Jenny: „Uns war es wichtig, jetzt nicht wieder ein ‚Best of‘ rauszubringen, von dem die Fans nur sagen ‚Jetzt wollen sie nur, dass ordentlich die Kasse klingelt‘. Wir wollten mit ‚Da capo‘ einen emotionalen Bogen spannen, über Udo’s Leben, aber auch über wichtige Stationen seines Lebens – nicht chronologisch mit besonderen Ereignissen aneinandergereiht.

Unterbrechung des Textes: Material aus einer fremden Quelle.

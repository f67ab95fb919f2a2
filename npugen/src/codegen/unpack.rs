//! Walk composite bodies from the output call back towards the input.
//!
//! Each step follows argument 0 of the current call. Required links must be
//! present with the exact operator; optional links are taken only when the
//! current call matches, otherwise the walk stays where it is.
use anyhow::Result;

use crate::errors::CodegenError;
use crate::expr::Call;
use crate::ops::OpKind;

use super::composite::Family;
use super::patterns::{
    ConvPattern, DensePattern, PoolKind, PoolPattern, QnnActivationPattern, QnnAvgPoolPattern,
};

struct ChainWalker<'a> {
    family: Family,
    current: Option<&'a Call>,
}

impl<'a> ChainWalker<'a> {
    /// Start at the body of the function called by `root`.
    fn start(root: &'a Call, family: Family) -> Result<Self> {
        let func = root.callee_function().ok_or_else(|| CodegenError::UnsupportedCall {
            type_key: root.describe(),
        })?;
        let body = func
            .body
            .as_call()
            .ok_or_else(|| CodegenError::mismatch(family, "a call body", func.body.type_key()))?;
        Ok(Self {
            family,
            current: Some(body),
        })
    }

    fn found(&self) -> String {
        match self.current {
            Some(call) => call.describe(),
            None => "no call".to_string(),
        }
    }

    fn advance(&mut self, call: &'a Call) {
        self.current = call.parent_call();
    }

    /// Take the current call if it is one of `ops`.
    fn take_if(&mut self, ops: &[OpKind]) -> Option<&'a Call> {
        let call = self.current?;
        if ops.iter().any(|op| call.is_op(*op)) {
            self.advance(call);
            Some(call)
        } else {
            None
        }
    }

    /// Require the current call to be `op`.
    fn expect(&mut self, op: OpKind) -> Result<&'a Call> {
        match self.take_if(&[op]) {
            Some(call) => Ok(call),
            None => Err(CodegenError::mismatch(self.family, op.as_str(), self.found()).into()),
        }
    }
}

pub fn unpack_conv(root: &Call) -> Result<ConvPattern<'_>> {
    let mut walker = ChainWalker::start(root, Family::Conv)?;
    let requantize = walker.take_if(&[OpKind::Requantize]);
    let bias = walker.take_if(&[OpKind::BiasAdd, OpKind::Add]);
    let conv = if requantize.is_some() {
        walker.expect(OpKind::QnnConv2d)?
    } else {
        walker.expect(OpKind::Conv2d)?
    };
    let pad = walker.take_if(&[OpKind::Pad]);
    Ok(ConvPattern {
        pad,
        conv,
        bias,
        requantize,
    })
}

pub fn unpack_dense(root: &Call) -> Result<DensePattern<'_>> {
    let mut walker = ChainWalker::start(root, Family::Dense)?;
    let requantize = walker.take_if(&[OpKind::Requantize]);
    let bias = walker.take_if(&[OpKind::BiasAdd, OpKind::Add]);
    let dense = if requantize.is_some() {
        walker.expect(OpKind::QnnDense)?
    } else {
        walker.expect(OpKind::Dense)?
    };
    Ok(DensePattern {
        dense,
        bias,
        requantize,
    })
}

fn unpack_qnn_activation(
    root: &Call,
    family: Family,
    activation: OpKind,
) -> Result<QnnActivationPattern<'_>> {
    let mut walker = ChainWalker::start(root, family)?;
    let quantize = walker.expect(OpKind::Quantize)?;
    let activation = walker.expect(activation)?;
    let dequantize = walker.expect(OpKind::Dequantize)?;
    Ok(QnnActivationPattern {
        dequantize,
        activation,
        quantize,
    })
}

pub fn unpack_qnn_softmax(root: &Call) -> Result<QnnActivationPattern<'_>> {
    unpack_qnn_activation(root, Family::QnnSoftmax, OpKind::Softmax)
}

pub fn unpack_qnn_sigmoid(root: &Call) -> Result<QnnActivationPattern<'_>> {
    unpack_qnn_activation(root, Family::QnnSigmoid, OpKind::Sigmoid)
}

pub fn unpack_qnn_avg_pool(root: &Call) -> Result<QnnAvgPoolPattern<'_>> {
    let mut walker = ChainWalker::start(root, Family::QnnAvgPool)?;
    let post_cast = walker.expect(OpKind::Cast)?;
    let avg_pool = walker.expect(OpKind::AvgPool2d)?;
    let pre_cast = walker.expect(OpKind::Cast)?;
    Ok(QnnAvgPoolPattern {
        pre_cast,
        avg_pool,
        post_cast,
    })
}

pub fn unpack_pool(root: &Call) -> Result<PoolPattern<'_>> {
    let mut walker = ChainWalker::start(root, Family::Pool)?;
    let (pool, kind) = if let Some(call) = walker.take_if(&[OpKind::AvgPool2d]) {
        (call, PoolKind::Avg)
    } else if let Some(call) = walker.take_if(&[OpKind::MaxPool2d]) {
        (call, PoolKind::Max)
    } else {
        return Err(CodegenError::mismatch(
            Family::Pool,
            format!("{} or {}", OpKind::AvgPool2d, OpKind::MaxPool2d),
            walker.found(),
        )
        .into());
    };
    let pad = walker.take_if(&[OpKind::Pad]);
    Ok(PoolPattern { pad, pool, kind })
}
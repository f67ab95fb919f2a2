//! Turn matched patterns into kernel nodes.
//!
//! Input order is the contract with the downstream engine and must not be
//! rearranged:
//!
//! | family | inputs |
//! |---|---|
//! | conv / dense | data, weight, [izp, wzp, iscale, wscale], [bias], [oscale, ozp, bscale, bzp] |
//! | qnn softmax / sigmoid | data, iscale, izp, oscale, ozp |
//! | qnn avg pool / pool | data |
use anyhow::Result;

use crate::errors::CodegenError;
use crate::expr::{Call, Expr};
use crate::graph::{GraphNode, NodeEntry};

use super::composite::Family;
use super::padding::{
    padding_from_pad, validate_conv_layout, validate_pool_layout, PADDING_ATTR,
};
use super::patterns::{
    ConvPattern, DensePattern, PoolPattern, QnnActivationPattern, QnnAvgPoolPattern,
};
use super::serializer::Serializer;

const QNN_SOFTMAX: &str = "qnn.softmax";
const QNN_SIGMOID: &str = "qnn.sigmoid";
const QNN_AVG_POOL2D: &str = "qnn.avg_pool2d";

fn operand<'a>(call: &'a Call, index: usize, what: &str, family: Family) -> Result<&'a Expr> {
    call.arg(index).ok_or_else(|| {
        CodegenError::precondition(
            family,
            format!(
                "{} has {} arguments, missing {} at position {}",
                call.describe(),
                call.args.len(),
                what,
                index
            ),
        )
        .into()
    })
}

struct InputList<'s> {
    serializer: &'s mut Serializer,
    family: Family,
    entries: Vec<NodeEntry>,
}

impl<'s> InputList<'s> {
    fn new(serializer: &'s mut Serializer, family: Family) -> Self {
        Self {
            serializer,
            family,
            entries: Vec::new(),
        }
    }

    fn push_expr(&mut self, expr: &Expr) -> Result<()> {
        let entry = self.serializer.visit_first(expr)?;
        self.entries.push(entry);
        Ok(())
    }

    fn push_arg(&mut self, call: &Call, index: usize, what: &str) -> Result<()> {
        let expr = operand(call, index, what, self.family)?;
        self.push_expr(expr)
    }

    fn finish(self) -> Vec<NodeEntry> {
        self.entries
    }
}

/// Shared by convolution and dense: both follow the same operand contract.
fn push_compute_inputs(
    inputs: &mut InputList<'_>,
    root: &Call,
    compute: &Call,
    bias: Option<&Call>,
    requantize: Option<&Call>,
) -> Result<()> {
    inputs.push_arg(root, 0, "data")?;
    inputs.push_arg(compute, 1, "weight")?;
    if requantize.is_some() {
        inputs.push_arg(compute, 2, "input zero point")?;
        inputs.push_arg(compute, 3, "weight zero point")?;
        inputs.push_arg(compute, 4, "input scale")?;
        inputs.push_arg(compute, 5, "weight scale")?;
    }
    if let Some(bias) = bias {
        inputs.push_arg(bias, 1, "bias")?;
    }
    if let Some(requantize) = requantize {
        inputs.push_arg(requantize, 3, "output scale")?;
        inputs.push_arg(requantize, 4, "output zero point")?;
        inputs.push_arg(requantize, 1, "bias scale")?;
        inputs.push_arg(requantize, 2, "bias zero point")?;
    }
    Ok(())
}

pub fn build_conv(
    serializer: &mut Serializer,
    root: &Call,
    nodes: &ConvPattern<'_>,
) -> Result<GraphNode> {
    validate_conv_layout(nodes.conv)?;

    let mut inputs = InputList::new(serializer, Family::Conv);
    push_compute_inputs(&mut inputs, root, nodes.conv, nodes.bias, nodes.requantize)?;

    let mut node = GraphNode::kernel(nodes.output_name(), inputs.finish(), 1);
    node.copy_attrs(&nodes.conv.attrs);
    if let Some(pad) = nodes.pad {
        node.set_attr(PADDING_ATTR, padding_from_pad(pad, Family::Conv)?);
    }
    Ok(node)
}

pub fn build_dense(
    serializer: &mut Serializer,
    root: &Call,
    nodes: &DensePattern<'_>,
) -> Result<GraphNode> {
    let mut inputs = InputList::new(serializer, Family::Dense);
    push_compute_inputs(&mut inputs, root, nodes.dense, nodes.bias, nodes.requantize)?;

    let mut node = GraphNode::kernel(nodes.output_name(), inputs.finish(), 1);
    node.copy_attrs(&nodes.dense.attrs);
    Ok(node)
}

fn build_qnn_activation(
    serializer: &mut Serializer,
    root: &Call,
    nodes: &QnnActivationPattern<'_>,
    family: Family,
    name: &str,
) -> Result<GraphNode> {
    let mut inputs = InputList::new(serializer, family);
    inputs.push_arg(root, 0, "data")?;
    inputs.push_arg(nodes.dequantize, 1, "input scale")?;
    inputs.push_arg(nodes.dequantize, 2, "input zero point")?;
    inputs.push_arg(nodes.quantize, 1, "output scale")?;
    inputs.push_arg(nodes.quantize, 2, "output zero point")?;

    let mut node = GraphNode::kernel(name, inputs.finish(), 1);
    node.copy_attrs(&nodes.activation.attrs);
    Ok(node)
}

pub fn build_qnn_softmax(
    serializer: &mut Serializer,
    root: &Call,
    nodes: &QnnActivationPattern<'_>,
) -> Result<GraphNode> {
    build_qnn_activation(serializer, root, nodes, Family::QnnSoftmax, QNN_SOFTMAX)
}

pub fn build_qnn_sigmoid(
    serializer: &mut Serializer,
    root: &Call,
    nodes: &QnnActivationPattern<'_>,
) -> Result<GraphNode> {
    build_qnn_activation(serializer, root, nodes, Family::QnnSigmoid, QNN_SIGMOID)
}

pub fn build_qnn_avg_pool(
    serializer: &mut Serializer,
    root: &Call,
    nodes: &QnnAvgPoolPattern<'_>,
) -> Result<GraphNode> {
    let mut inputs = InputList::new(serializer, Family::QnnAvgPool);
    inputs.push_arg(root, 0, "data")?;

    let mut node = GraphNode::kernel(QNN_AVG_POOL2D, inputs.finish(), 1);
    node.copy_attrs(&nodes.avg_pool.attrs);
    Ok(node)
}

pub fn build_pool(
    serializer: &mut Serializer,
    root: &Call,
    nodes: &PoolPattern<'_>,
) -> Result<GraphNode> {
    let mut inputs = InputList::new(serializer, Family::Pool);
    inputs.push_arg(root, 0, "data")?;

    let mut node = GraphNode::kernel(nodes.output_name(), inputs.finish(), 1);
    node.copy_attrs(&nodes.pool.attrs);
    if let Some(pad) = nodes.pad {
        validate_pool_layout(nodes.pool)?;
        node.set_attr(PADDING_ATTR, padding_from_pad(pad, Family::Pool)?);
    }
    Ok(node)
}
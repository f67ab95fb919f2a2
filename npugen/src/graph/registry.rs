//! Arena of emitted nodes keyed by expression identity.
use std::collections::HashMap;

use crate::expr::ExprId;
use crate::tensor::ConstTensor;

use super::types::{GraphNode, NodeEntry};

/// Owns emitted nodes and remembers which expression produced which entries.
///
/// Nodes are appended after their inputs, so the arena order is already a
/// topological order.
#[derive(Debug, Default)]
pub struct NodeRegistry {
    nodes: Vec<GraphNode>,
    memo: HashMap<ExprId, Vec<NodeEntry>>,
    arg_nodes: Vec<usize>,
    params: Vec<(String, ConstTensor)>,
}

impl NodeRegistry {
    pub fn new() -> Self {
        Self::default()
    }

    /// Entries previously registered for `id`.
    pub fn lookup(&self, id: ExprId) -> Option<&[NodeEntry]> {
        self.memo.get(&id).map(Vec::as_slice)
    }

    /// Register `node` as the value of expression `id` and return its outputs.
    pub fn add_node(&mut self, node: GraphNode, id: ExprId) -> Vec<NodeEntry> {
        let node_id = self.nodes.len();
        let entries: Vec<NodeEntry> = (0..node.num_outputs)
            .map(|index| NodeEntry::new(node_id, index))
            .collect();
        if node.op.is_arg() {
            self.arg_nodes.push(node_id);
        }
        self.nodes.push(node);
        self.memo.insert(id, entries.clone());
        entries
    }

    /// Record the payload of a constant node.
    pub fn add_param(&mut self, name: impl Into<String>, tensor: ConstTensor) {
        self.params.push((name.into(), tensor));
    }

    pub fn param_count(&self) -> usize {
        self.params.len()
    }

    pub fn len(&self) -> usize {
        self.nodes.len()
    }

    pub fn is_empty(&self) -> bool {
        self.nodes.is_empty()
    }

    pub fn into_parts(self) -> (Vec<GraphNode>, Vec<usize>, Vec<(String, ConstTensor)>) {
        (self.nodes, self.arg_nodes, self.params)
    }
}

Ich glaube auch, dass es uns gelungen ist. Wir haben die Songs gemeinsam mit Sony Music Deutschland ausgesucht. Da sind auch mal zwei Nummern nicht auf’s Album gekommen. Für uns war immer wichtig, was Papa jetzt gemacht hätte, wenn er hier sitzen würde. Wir kannten ihn ja gut und wussten auch, welche seiner Songs er nicht so gut fand. Wenn Udo uns jetzt sehen oder spüren kann, soll er sagen können: ‚Kinder, das ist alles so okay, wie ihr es macht.‘
Für uns ist es in erster Linie eine Verneigung und ein Danke von uns Kindern an unseren Vater, der uns auch so wahnsinnig viel geschenkt hat – Menschlichkeit und eine große Unabhängigkeit.“
John: „Er hat uns gewisse Werte mit auf den Weg gegeben.“
Jenny: „Und natürlich ein großes Dankeschön an die Fans, ohne die es Udo auch nicht gegeben hätte.“
Hat Papa gern gelobt?
Jenny: „Ja, er hat mehr gelobt als was anderes. Ich weiß nicht, ob er manchmal geschwindelt hat, damit wir glücklich sind.“
Du hast ja mit Deinem Vater „Ich wünsch dir Liebe ohne Leiden“ gesungen…
„Das Lied, das jetzt auch als Vorabsingle erschienen ist, ist in einer Live-Version enthalten, wie sie noch nie erschienen ist.“
Um welche Version handelt es sich?
„Es ist eine Fernsehshow aus Hannover“, verraten Jenny und John.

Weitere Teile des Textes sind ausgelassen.